En este sentido, la amenaza terrorista no puede ser pretexto para recortar las libertades ni aplicar medidas represivas que menoscaben la calidad democrática de nuestras sociedades. La experiencia en el mundo árabe contemporáneo demuestra que puede llevar a más radicalización. Si algo tiene capacidad para desactivar, o como mínimo menoscabar, la deriva violenta es la justicia, la libertad, la democracia y el bienestar. Cuando estos valores fueron la bandera con la que se identificaron millones de ciudadanos árabes, el yihadismo vivió sus peores horas. Su resurgir se ha aprovechado de las crisis políticas, los conflictos armados y las fracturas sociales.
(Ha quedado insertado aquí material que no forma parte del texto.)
//! Menu projection output formatting.

use geonode_menu_rs::expression::Diagnostic;
use geonode_menu_rs::menu::MenuItem;
use geonode_menu_rs::{ParsedConfiguration, TreeName};
use owo_colors::OwoColorize;
use serde::Serialize;
use serde_json::Value;

use crate::commands::check::CheckResult;

use super::helpers::{format_kind, indent, item_label, item_target, truncate_str};

/// Header line of item tables.
fn items_header() -> String {
    format!("{:<20} {:<8} {:<25} {}", "ID", "Type", "Label", "Target")
}

/// Appends one row per item, children indented under their group.
fn push_item_rows(output: &mut String, items: &[MenuItem], depth: usize, use_colors: bool) {
    for item in items {
        let id = truncate_str(&format!("{}{}", indent(depth), item.id()), 20);
        let kind = format_kind(&format!("{:<8}", item.kind()), use_colors);
        let label = truncate_str(&item_label(item), 25);
        let target = truncate_str(&item_target(item), 40);

        output.push_str(format!("{:<20} {} {:<25} {}", id, kind, label, target).trim_end());
        output.push('\n');

        if let Some(children) = item.children() {
            push_item_rows(output, children, depth + 1, use_colors);
        }
    }
}

fn push_header(output: &mut String, header: &str, use_colors: bool) {
    if use_colors {
        output.push_str(&format!("{}\n", header.dimmed()));
    } else {
        output.push_str(header);
        output.push('\n');
    }
}

/// JSON output structure for a single projected tree.
#[derive(Serialize)]
pub struct TreeOutput<'a> {
    pub tree: &'static str,
    pub key: &'static str,
    pub items: &'a [MenuItem],
    #[serde(skip_serializing_if = "no_diagnostics")]
    pub diagnostics: &'a [Diagnostic],
}

fn no_diagnostics(diagnostics: &&[Diagnostic]) -> bool {
    diagnostics.is_empty()
}

/// Formats a projection as JSON.
///
/// Without a tree this is the augmented configuration; with one it is just
/// that tree's allowed items.
pub fn format_projection_json(
    parsed: &ParsedConfiguration,
    tree: Option<TreeName>,
) -> Result<String, serde_json::Error> {
    match tree {
        Some(name) => serde_json::to_string_pretty(&TreeOutput {
            tree: name.as_str(),
            key: name.projection_key(),
            items: parsed.allowed(name),
            diagnostics: &parsed.diagnostics,
        }),
        None => serde_json::to_string_pretty(parsed),
    }
}

/// Formats the allowed items of the given trees as tables.
pub fn format_projection_table(parsed: &ParsedConfiguration, trees: &[TreeName], use_colors: bool) -> String {
    let mut output = String::new();

    for (index, name) in trees.iter().enumerate() {
        if index > 0 {
            output.push('\n');
        }

        let title = format!("{} ({})", name, name.projection_key());
        if use_colors {
            output.push_str(&format!("{}\n", title.green().bold()));
        } else {
            output.push_str(&title);
            output.push('\n');
        }

        let items = parsed.allowed(*name);
        if items.is_empty() {
            output.push_str("  (no items)\n");
            continue;
        }

        push_header(&mut output, &items_header(), use_colors);
        push_item_rows(&mut output, items, 0, use_colors);
    }

    output
}

/// JSON output structure for the filters command.
#[derive(Serialize)]
pub struct FiltersOutput<'a> {
    pub filters: &'a [MenuItem],
}

/// Formats custom menu filters as JSON.
pub fn format_filters_json(filters: &[MenuItem]) -> Result<String, serde_json::Error> {
    serde_json::to_string_pretty(&FiltersOutput { filters })
}

/// Formats custom menu filters as a table.
pub fn format_filters_table(filters: &[MenuItem], use_colors: bool) -> String {
    if filters.is_empty() {
        return "No filters found.\n".to_string();
    }

    let mut output = String::new();
    push_header(&mut output, &format!("{:<20} {:<25} {}", "ID", "Label", "Query"), use_colors);

    for filter in filters {
        let id = truncate_str(&filter.id().to_string(), 20);
        let label = truncate_str(&item_label(filter), 25);
        let query = truncate_str(&item_target(filter), 40);
        output.push_str(format!("{:<20} {:<25} {}", id, label, query).trim_end());
        output.push('\n');
    }

    output
}

/// JSON output structure for a successful check.
#[derive(Serialize)]
pub struct CheckOutput<'a> {
    pub status: &'static str,
    pub path: String,
    pub trees: Vec<TreeCountOutput>,
    pub warnings: &'a [Diagnostic],
}

/// Item count of one tree.
#[derive(Serialize)]
pub struct TreeCountOutput {
    pub tree: &'static str,
    pub items: usize,
}

/// Formats a check result as JSON.
pub fn format_check_json(result: &CheckResult) -> Result<String, serde_json::Error> {
    let output = CheckOutput {
        status: "ok",
        path: result.path.display().to_string(),
        trees: result
            .counts
            .iter()
            .map(|(name, items)| TreeCountOutput {
                tree: name.as_str(),
                items: *items,
            })
            .collect(),
        warnings: &result.warnings,
    };
    serde_json::to_string_pretty(&output)
}

/// Formats a check result for humans.
pub fn format_check_table(result: &CheckResult, use_colors: bool) -> String {
    let mut output = String::new();

    let status = format!("{} is valid", result.path.display());
    if use_colors {
        output.push_str(&format!("{}\n\n", status.green()));
    } else {
        output.push_str(&format!("{status}\n\n"));
    }

    push_header(&mut output, &format!("{:<14} {}", "Tree", "Items"), use_colors);
    for (name, items) in &result.counts {
        output.push_str(&format!("{:<14} {}\n", name.as_str(), items));
    }

    if !result.warnings.is_empty() {
        output.push('\n');
        output.push_str(&super::helpers::format_diagnostics(&result.warnings, use_colors));
    }

    output
}

/// JSON output structure for the eval command.
#[derive(Serialize)]
pub struct EvalOutput<'a> {
    pub condition: Value,
    /// `null` when the result is undefined.
    pub value: Option<&'a Value>,
    pub defined: bool,
    pub truthy: bool,
    pub diagnostics: &'a [Diagnostic],
}

/// Formats an evaluation result as JSON.
pub fn format_eval_json(
    condition: Value,
    value: Option<&Value>,
    truthy: bool,
    diagnostics: &[Diagnostic],
) -> Result<String, serde_json::Error> {
    serde_json::to_string_pretty(&EvalOutput {
        condition,
        value,
        defined: value.is_some(),
        truthy,
        diagnostics,
    })
}

/// Formats an evaluation result for humans.
pub fn format_eval_table(value: Option<&Value>, truthy: bool, use_colors: bool) -> String {
    let shown = value.map_or_else(|| "undefined".to_string(), Value::to_string);
    let verdict = if truthy { "truthy" } else { "falsy" };

    let verdict = match (use_colors, truthy) {
        (true, true) => verdict.green().to_string(),
        (true, false) => verdict.red().to_string(),
        (false, _) => verdict.to_string(),
    };
    format!("{shown} ({verdict})\n")
}

#[cfg(test)]
mod tests {
    use super::*;
    use geonode_menu_rs::menu::LoadMode;
    use geonode_menu_rs::{get_parsed_configuration, LocalConfig};
    use serde_json::json;

    fn parsed() -> ParsedConfiguration {
        let local = LocalConfig::from_value(
            &json!({"geoNodeConfiguration": {"menu": {"items": [
                {"id": "browse", "type": "group", "label": "Browse", "items": [
                    {"id": "maps", "type": "link", "href": "/maps"}
                ]},
                {"id": "divider", "type": "divider"}
            ]}}}),
            LoadMode::Strict,
        )
        .unwrap();
        get_parsed_configuration(&local, &json!({}))
    }

    #[test]
    fn test_projection_table_indents_children() {
        let output = format_projection_table(&parsed(), &[TreeName::MenuLeft], false);
        let lines: Vec<&str> = output.lines().collect();

        assert_eq!(lines[0], "menu-left (menuItemsLeftAllowed)");
        assert!(lines[2].starts_with("browse"));
        assert!(lines[2].contains("Browse"));
        assert!(lines[3].starts_with("  maps"));
        assert!(lines[3].ends_with("/maps"));
        assert!(lines[4].starts_with("divider"));
    }

    #[test]
    fn test_projection_table_empty_tree() {
        let output = format_projection_table(&parsed(), &[TreeName::Footer], false);
        assert!(output.contains("(no items)"));
    }

    #[test]
    fn test_projection_json_single_tree() {
        let output = format_projection_json(&parsed(), Some(TreeName::MenuLeft)).unwrap();
        let value: Value = serde_json::from_str(&output).unwrap();

        assert_eq!(value["key"], "menuItemsLeftAllowed");
        assert_eq!(value["items"][0]["items"][0]["id"], "maps");
        assert!(value.get("diagnostics").is_none());
    }

    #[test]
    fn test_projection_json_full() {
        let output = format_projection_json(&parsed(), None).unwrap();
        let value: Value = serde_json::from_str(&output).unwrap();

        assert!(value["menu"]["items"].is_array());
        assert_eq!(value["menuItemsLeftAllowed"][1]["id"], "divider");
        assert_eq!(value["navbarItemsAllowed"], json!([]));
    }

    #[test]
    fn test_filters_table_empty() {
        assert_eq!(format_filters_table(&[], false), "No filters found.\n");
    }

    #[test]
    fn test_eval_table_undefined() {
        assert_eq!(format_eval_table(None, false, false), "undefined (falsy)\n");
        assert_eq!(format_eval_table(Some(&json!("a")), true, false), "\"a\" (truthy)\n");
    }

    #[test]
    fn test_eval_json() {
        let output = format_eval_json(json!("user"), None, false, &[]).unwrap();
        let value: Value = serde_json::from_str(&output).unwrap();
        assert_eq!(value["defined"], false);
        assert!(value["value"].is_null());
    }
}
El yihadismo es, ante todo, oportunista. Mientras que Siria se desangra, Libia y Yemen se sumen en el caos y las armas proliferan en la zona, grupos vinculados a Al Qaeda y otros de nuevo cuño como Estado Islámico (EI) han encontrado un terreno fértil para crecer. Primero fueron los ciudadanos de la región los que padecieron su violencia. De repente surgieron también víctimas occidentales y, sin darnos cuenta, su terreno de acción ha pasado de local a global. Y entonces Occidente reacciona, como suele, tarde y mal. El ataque a Charlie Hebdo nos remonta a un cruel déjà-vu de hace 10 años. Y nos damos cuenta de que hemos aprendido poco. Despliegue de medidas de seguridad, quizás indispensables, seguramente insuficientes.
Buscamos por qué el islam da lugar a estos procesos de radicalización como si se tratara de algo inherente a una religión o ideología. Y entonces hablamos de control de mezquitas y de promover un “islam de las luces”, necesario pero quizás fútil. Sabemos de la importancia de invertir en los barrios marginales, en las víctimas de la exclusión, en los espacios habituales de radicalización –prisiones, delincuencia, mezquitas y oratorios bajo la influencia de líderes radicales– pero no acabamos de dar con soluciones efectivas. Algunos hablan de diálogo intercultural para superar el desconocimiento e impedir que los islamófobos se aprovechen del miedo para tensionar los sentimientos identitarios de los europeos, algo que también sirve a los violentos: cuanta menos cohesión social, mejor para su infame causa. Las medidas que podamos poner en marcha, bienintencionadas, serán seguramente insuficientes si no tenemos en cuenta la dimensión política de la radicalización y de la acción terrorista.
Uno de los hermanos Kouachi se radicalizó viendo las imágenes de torturas en la cárcel de Abu Ghraib en Irak por parte de las tropas estadounidenses. El EI se ha servido de la deriva sectarista de los regímenes iraquí y sirio y de la fractura que han recreado Arabia Saudí e Irán entre suníes y chiíes, más por motivos geopolíticos que teológicos. El yihadismo es un parásito del conflicto político y social. Su ideario se nutre de las causas políticas, de los conflictos irresueltos, de Palestina, Irak, de los dobles raseros, de la decadencia de la justicia y la inoperancia de la diplomacia internacional. Intentar atajar la violencia con violencia puede ser un remiendo a corto plazo, pero no será eficaz si no se contempla la multidimensionalidad de la radicalización y de los contextos de los que el terrorismo se alimenta. Por eso, la reconciliación entre las facciones políticas enfrentadas en Libia debería ser una prioridad máxima para la comunidad internacional, como saben los vecinos magrebíes.
Es necesaria también la implicación regional –árabes, iraníes, turcos– en Libia, Yemen y, especialmente, en Siria. En la aldea global, Boko Haram y Al Shabab no son solo un problema africano, sus tentáculos acabarán por golpearnos a todos, no cabe desentenderse. Y los procesos de democratización en marcha, como el tunecino, deberían recibir un apoyo mucho más claro porque los yihadistas saben que la democracia, la justicia y la libertad en el mundo árabe y musulmán podrían significar su muerte.